_Work required_
From the entries below, return only the lines starting at the one that contains "or validation message." and ending at the one that contains "let raw = std::fs::read_to_string(path)", exactly as they stand.

_Collected data entries_
━━━━━━━━━━━━━━━━━━━━━━━━━━━━━━

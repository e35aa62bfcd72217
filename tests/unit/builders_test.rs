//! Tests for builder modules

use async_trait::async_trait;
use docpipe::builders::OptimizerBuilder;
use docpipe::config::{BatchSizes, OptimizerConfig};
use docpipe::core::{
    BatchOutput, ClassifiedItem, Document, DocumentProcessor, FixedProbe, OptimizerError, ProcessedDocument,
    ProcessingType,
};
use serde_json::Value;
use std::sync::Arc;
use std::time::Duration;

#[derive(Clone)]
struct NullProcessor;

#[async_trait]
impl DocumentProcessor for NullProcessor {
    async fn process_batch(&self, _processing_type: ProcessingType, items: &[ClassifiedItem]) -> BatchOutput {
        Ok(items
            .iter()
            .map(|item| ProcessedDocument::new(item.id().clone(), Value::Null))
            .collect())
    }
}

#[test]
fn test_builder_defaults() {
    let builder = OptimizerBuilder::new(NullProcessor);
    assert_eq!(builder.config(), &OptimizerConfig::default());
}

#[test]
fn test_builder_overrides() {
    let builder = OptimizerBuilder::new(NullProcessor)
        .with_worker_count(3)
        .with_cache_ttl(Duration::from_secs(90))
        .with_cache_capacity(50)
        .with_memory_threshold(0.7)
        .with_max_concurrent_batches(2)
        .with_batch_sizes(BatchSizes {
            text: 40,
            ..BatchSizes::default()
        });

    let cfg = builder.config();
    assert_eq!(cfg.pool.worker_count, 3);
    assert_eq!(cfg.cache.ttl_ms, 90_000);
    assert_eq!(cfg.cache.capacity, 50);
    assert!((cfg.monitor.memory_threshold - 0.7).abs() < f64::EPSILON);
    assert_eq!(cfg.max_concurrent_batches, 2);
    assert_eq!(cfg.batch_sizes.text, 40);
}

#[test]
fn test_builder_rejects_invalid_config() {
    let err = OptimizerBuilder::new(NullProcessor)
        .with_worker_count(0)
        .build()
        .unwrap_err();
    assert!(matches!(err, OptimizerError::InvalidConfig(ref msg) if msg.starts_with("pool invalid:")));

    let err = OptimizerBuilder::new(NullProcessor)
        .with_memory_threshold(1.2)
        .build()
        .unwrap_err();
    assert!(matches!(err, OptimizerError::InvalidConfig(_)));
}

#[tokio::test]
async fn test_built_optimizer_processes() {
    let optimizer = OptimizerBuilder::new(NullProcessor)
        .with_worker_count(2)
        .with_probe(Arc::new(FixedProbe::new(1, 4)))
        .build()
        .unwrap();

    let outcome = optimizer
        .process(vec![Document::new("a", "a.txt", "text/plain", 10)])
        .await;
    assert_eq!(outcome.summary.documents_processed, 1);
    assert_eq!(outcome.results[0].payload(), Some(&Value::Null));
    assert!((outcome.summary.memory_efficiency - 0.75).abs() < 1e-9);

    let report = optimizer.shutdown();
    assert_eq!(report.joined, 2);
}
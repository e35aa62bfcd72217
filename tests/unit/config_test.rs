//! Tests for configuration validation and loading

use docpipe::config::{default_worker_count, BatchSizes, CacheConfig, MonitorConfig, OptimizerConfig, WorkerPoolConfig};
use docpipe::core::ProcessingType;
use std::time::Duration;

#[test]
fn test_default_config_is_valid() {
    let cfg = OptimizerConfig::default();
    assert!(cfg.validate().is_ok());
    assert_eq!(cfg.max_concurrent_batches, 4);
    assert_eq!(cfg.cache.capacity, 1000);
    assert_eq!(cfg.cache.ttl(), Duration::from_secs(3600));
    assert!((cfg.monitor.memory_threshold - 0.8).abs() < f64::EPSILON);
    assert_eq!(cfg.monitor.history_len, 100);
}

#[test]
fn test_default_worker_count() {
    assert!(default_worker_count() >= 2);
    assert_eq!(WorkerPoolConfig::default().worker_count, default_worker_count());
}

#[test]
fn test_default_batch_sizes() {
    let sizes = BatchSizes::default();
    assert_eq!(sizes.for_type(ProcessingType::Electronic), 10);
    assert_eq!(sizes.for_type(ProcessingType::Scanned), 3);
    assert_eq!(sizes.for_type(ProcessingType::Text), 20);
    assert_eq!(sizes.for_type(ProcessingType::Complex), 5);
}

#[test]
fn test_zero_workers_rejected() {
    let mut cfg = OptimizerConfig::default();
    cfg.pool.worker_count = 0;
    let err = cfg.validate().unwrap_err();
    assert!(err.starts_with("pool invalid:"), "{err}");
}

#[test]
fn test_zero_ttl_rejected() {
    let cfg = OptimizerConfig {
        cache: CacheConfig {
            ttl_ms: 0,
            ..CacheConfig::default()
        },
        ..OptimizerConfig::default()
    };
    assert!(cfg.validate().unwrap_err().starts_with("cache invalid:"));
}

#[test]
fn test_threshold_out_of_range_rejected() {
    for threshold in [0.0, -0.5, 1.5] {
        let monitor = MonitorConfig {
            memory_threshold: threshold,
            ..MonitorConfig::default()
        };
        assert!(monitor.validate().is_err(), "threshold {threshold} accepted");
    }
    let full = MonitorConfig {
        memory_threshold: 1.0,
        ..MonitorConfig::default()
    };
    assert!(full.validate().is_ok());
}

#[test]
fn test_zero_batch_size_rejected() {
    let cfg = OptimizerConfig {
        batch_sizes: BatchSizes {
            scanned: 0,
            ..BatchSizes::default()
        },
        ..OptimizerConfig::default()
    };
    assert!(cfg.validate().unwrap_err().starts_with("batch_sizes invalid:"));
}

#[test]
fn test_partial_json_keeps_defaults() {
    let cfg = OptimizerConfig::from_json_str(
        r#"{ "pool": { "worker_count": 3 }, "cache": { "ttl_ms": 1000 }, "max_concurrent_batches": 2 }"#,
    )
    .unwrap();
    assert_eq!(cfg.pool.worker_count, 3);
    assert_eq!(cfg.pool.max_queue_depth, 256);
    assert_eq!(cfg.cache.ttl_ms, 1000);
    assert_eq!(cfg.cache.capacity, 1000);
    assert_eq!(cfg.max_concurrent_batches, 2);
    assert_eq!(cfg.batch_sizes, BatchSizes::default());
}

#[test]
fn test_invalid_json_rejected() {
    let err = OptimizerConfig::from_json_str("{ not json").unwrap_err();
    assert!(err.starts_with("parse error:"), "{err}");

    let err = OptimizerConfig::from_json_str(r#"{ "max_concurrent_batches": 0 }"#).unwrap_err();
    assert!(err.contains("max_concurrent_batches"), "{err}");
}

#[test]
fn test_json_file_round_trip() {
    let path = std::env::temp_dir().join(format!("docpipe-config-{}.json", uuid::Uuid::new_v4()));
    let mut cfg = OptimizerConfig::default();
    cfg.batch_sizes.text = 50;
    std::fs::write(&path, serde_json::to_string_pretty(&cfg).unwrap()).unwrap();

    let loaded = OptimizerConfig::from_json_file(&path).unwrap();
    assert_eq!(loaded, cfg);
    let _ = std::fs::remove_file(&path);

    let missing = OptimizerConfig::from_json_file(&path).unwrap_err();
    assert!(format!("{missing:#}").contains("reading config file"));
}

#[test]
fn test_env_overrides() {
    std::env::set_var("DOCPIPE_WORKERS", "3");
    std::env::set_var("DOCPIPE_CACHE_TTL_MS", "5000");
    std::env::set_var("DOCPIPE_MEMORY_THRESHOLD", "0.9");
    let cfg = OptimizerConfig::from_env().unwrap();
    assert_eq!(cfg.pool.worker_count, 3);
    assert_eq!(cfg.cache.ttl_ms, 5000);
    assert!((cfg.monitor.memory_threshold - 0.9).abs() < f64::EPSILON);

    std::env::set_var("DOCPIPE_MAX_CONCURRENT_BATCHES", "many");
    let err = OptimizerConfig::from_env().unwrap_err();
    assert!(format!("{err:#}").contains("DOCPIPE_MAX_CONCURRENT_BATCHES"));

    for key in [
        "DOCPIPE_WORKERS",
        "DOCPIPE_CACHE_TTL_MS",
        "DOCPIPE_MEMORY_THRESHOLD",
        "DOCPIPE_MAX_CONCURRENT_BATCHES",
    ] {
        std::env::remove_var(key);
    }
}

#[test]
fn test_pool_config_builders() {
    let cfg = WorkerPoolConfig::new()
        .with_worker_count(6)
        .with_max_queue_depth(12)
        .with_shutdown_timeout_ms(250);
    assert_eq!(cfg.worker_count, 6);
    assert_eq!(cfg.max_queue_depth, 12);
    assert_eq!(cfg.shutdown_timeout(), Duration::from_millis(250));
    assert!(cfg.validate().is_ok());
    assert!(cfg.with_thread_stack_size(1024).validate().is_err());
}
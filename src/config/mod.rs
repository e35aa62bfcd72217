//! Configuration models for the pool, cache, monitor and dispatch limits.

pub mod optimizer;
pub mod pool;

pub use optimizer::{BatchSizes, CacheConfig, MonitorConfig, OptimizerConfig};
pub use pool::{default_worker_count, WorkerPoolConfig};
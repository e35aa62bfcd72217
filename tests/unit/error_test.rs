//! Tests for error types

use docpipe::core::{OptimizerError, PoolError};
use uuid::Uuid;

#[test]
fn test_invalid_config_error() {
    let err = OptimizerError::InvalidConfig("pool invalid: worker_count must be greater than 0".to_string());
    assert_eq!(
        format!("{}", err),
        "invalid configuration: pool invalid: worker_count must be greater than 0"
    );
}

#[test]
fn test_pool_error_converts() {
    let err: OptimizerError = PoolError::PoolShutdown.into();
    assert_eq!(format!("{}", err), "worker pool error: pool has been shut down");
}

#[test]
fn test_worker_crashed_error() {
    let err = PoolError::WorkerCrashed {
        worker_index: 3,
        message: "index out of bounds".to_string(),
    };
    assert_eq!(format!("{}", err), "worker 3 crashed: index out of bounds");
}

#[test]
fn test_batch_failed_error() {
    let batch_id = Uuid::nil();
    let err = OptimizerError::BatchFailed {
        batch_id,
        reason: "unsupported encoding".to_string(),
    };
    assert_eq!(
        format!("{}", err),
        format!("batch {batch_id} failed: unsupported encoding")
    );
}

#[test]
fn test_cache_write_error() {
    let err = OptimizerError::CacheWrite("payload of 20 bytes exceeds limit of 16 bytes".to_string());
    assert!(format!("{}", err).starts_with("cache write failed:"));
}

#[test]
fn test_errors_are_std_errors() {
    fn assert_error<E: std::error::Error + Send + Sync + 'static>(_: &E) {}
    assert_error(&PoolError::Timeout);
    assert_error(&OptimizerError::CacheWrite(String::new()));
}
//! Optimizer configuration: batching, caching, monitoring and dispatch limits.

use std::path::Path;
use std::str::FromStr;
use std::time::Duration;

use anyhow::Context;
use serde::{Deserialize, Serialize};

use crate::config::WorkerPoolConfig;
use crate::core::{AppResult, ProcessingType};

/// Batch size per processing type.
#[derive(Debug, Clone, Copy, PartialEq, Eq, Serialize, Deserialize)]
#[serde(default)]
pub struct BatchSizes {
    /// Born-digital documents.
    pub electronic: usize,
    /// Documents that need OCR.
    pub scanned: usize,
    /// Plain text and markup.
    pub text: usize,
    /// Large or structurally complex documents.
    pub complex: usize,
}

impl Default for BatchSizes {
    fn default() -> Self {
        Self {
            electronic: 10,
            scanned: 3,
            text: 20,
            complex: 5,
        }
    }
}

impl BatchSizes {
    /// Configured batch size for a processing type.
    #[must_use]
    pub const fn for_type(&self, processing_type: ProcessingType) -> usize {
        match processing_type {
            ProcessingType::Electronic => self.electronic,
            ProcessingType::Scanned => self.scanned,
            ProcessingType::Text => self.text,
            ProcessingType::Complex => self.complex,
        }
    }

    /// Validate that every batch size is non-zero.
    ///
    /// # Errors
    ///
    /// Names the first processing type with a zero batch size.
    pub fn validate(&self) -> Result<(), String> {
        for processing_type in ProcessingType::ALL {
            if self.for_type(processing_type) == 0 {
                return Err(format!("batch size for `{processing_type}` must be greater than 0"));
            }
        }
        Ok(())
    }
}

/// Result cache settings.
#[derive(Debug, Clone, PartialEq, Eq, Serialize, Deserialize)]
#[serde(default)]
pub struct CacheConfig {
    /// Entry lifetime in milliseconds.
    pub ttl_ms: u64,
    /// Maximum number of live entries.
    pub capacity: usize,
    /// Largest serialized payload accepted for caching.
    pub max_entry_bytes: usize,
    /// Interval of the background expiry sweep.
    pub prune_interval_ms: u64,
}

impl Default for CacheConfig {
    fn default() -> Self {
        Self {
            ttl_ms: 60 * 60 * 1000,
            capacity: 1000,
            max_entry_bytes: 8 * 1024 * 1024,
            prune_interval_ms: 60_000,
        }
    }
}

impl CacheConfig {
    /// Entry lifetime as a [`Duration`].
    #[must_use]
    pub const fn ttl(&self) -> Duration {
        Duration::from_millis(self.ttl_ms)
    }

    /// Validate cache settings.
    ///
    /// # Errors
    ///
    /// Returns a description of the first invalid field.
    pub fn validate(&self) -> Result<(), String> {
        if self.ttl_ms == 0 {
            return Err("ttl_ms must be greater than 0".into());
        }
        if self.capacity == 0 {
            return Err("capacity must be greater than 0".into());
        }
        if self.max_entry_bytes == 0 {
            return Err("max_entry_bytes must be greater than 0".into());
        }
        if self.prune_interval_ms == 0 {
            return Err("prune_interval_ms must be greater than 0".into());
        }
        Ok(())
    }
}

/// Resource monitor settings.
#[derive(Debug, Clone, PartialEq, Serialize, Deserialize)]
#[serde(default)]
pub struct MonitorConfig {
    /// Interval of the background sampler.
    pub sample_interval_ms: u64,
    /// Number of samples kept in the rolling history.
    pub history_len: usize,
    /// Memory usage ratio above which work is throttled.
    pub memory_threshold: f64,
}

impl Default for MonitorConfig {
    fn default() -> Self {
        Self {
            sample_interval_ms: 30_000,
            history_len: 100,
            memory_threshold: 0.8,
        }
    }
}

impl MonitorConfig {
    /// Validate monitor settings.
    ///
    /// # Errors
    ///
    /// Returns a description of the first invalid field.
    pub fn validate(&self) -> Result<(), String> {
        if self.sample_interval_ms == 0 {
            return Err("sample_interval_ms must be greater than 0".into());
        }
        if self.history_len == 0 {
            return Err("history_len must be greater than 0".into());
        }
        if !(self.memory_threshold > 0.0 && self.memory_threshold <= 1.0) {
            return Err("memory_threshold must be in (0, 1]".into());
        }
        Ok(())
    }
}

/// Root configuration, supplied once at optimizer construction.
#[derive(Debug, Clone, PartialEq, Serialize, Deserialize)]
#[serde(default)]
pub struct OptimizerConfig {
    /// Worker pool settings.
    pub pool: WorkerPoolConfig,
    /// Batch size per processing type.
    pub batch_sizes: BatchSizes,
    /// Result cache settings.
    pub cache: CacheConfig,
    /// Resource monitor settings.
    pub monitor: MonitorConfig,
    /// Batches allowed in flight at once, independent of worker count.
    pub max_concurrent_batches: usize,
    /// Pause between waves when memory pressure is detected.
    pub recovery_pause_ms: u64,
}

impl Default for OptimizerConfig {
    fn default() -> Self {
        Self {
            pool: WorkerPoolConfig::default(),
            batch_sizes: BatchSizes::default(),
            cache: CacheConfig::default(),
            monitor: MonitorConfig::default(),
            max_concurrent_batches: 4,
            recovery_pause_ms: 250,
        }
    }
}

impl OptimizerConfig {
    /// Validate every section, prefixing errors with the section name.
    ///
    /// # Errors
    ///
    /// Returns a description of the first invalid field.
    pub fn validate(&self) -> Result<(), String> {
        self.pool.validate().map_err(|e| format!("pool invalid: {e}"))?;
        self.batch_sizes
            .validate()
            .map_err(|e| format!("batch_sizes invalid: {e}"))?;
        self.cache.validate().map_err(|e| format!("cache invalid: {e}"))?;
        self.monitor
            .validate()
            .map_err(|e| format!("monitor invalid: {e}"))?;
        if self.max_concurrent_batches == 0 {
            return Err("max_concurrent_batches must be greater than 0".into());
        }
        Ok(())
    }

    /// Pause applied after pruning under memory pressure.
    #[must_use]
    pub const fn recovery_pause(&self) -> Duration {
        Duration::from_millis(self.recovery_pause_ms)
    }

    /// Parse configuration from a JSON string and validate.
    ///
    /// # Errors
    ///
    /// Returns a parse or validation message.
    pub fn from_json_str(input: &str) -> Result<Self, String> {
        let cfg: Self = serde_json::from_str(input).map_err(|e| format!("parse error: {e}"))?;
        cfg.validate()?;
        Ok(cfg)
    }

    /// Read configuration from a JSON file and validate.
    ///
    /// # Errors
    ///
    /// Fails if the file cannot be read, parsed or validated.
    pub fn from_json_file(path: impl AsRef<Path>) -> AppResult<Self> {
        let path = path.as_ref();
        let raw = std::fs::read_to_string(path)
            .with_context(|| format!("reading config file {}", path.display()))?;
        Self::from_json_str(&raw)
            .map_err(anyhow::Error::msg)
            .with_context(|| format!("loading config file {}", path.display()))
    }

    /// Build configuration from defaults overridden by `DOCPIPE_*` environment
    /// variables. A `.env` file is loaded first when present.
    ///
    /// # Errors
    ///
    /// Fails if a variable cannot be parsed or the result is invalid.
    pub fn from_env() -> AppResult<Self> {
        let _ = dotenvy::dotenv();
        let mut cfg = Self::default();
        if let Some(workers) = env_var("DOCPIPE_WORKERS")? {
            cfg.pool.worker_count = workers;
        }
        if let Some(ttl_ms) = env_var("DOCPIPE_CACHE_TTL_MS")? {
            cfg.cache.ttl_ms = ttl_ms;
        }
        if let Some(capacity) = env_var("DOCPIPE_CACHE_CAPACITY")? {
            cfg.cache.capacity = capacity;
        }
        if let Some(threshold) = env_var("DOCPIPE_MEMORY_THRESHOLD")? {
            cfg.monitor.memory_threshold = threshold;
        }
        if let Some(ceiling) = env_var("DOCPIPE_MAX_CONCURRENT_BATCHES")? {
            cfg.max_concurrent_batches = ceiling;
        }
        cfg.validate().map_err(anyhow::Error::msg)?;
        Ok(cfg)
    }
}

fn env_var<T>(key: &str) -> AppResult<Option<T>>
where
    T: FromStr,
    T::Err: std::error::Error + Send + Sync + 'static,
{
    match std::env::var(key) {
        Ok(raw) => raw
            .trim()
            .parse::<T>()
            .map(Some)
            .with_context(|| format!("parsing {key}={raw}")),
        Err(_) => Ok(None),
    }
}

━━━━━━━━━━━━━━━━━━━━━━━━━━━━━━

_Task output_
    /// Returns a parse or validation message.
    pub fn from_json_str(input: &str) -> Result<Self, String> {
        let cfg: Self = serde_json::from_str(input).map_err(|e| format!("parse error: {e}"))?;
        cfg.validate()?;
        Ok(cfg)
    }

    /// Read configuration from a JSON file and validate.
    ///
    /// # Errors
    ///
    /// Fails if the file cannot be read, parsed or validated.
    pub fn from_json_file(path: impl AsRef<Path>) -> AppResult<Self> {
        let path = path.as_ref();
        let raw = std::fs::read_to_string(path)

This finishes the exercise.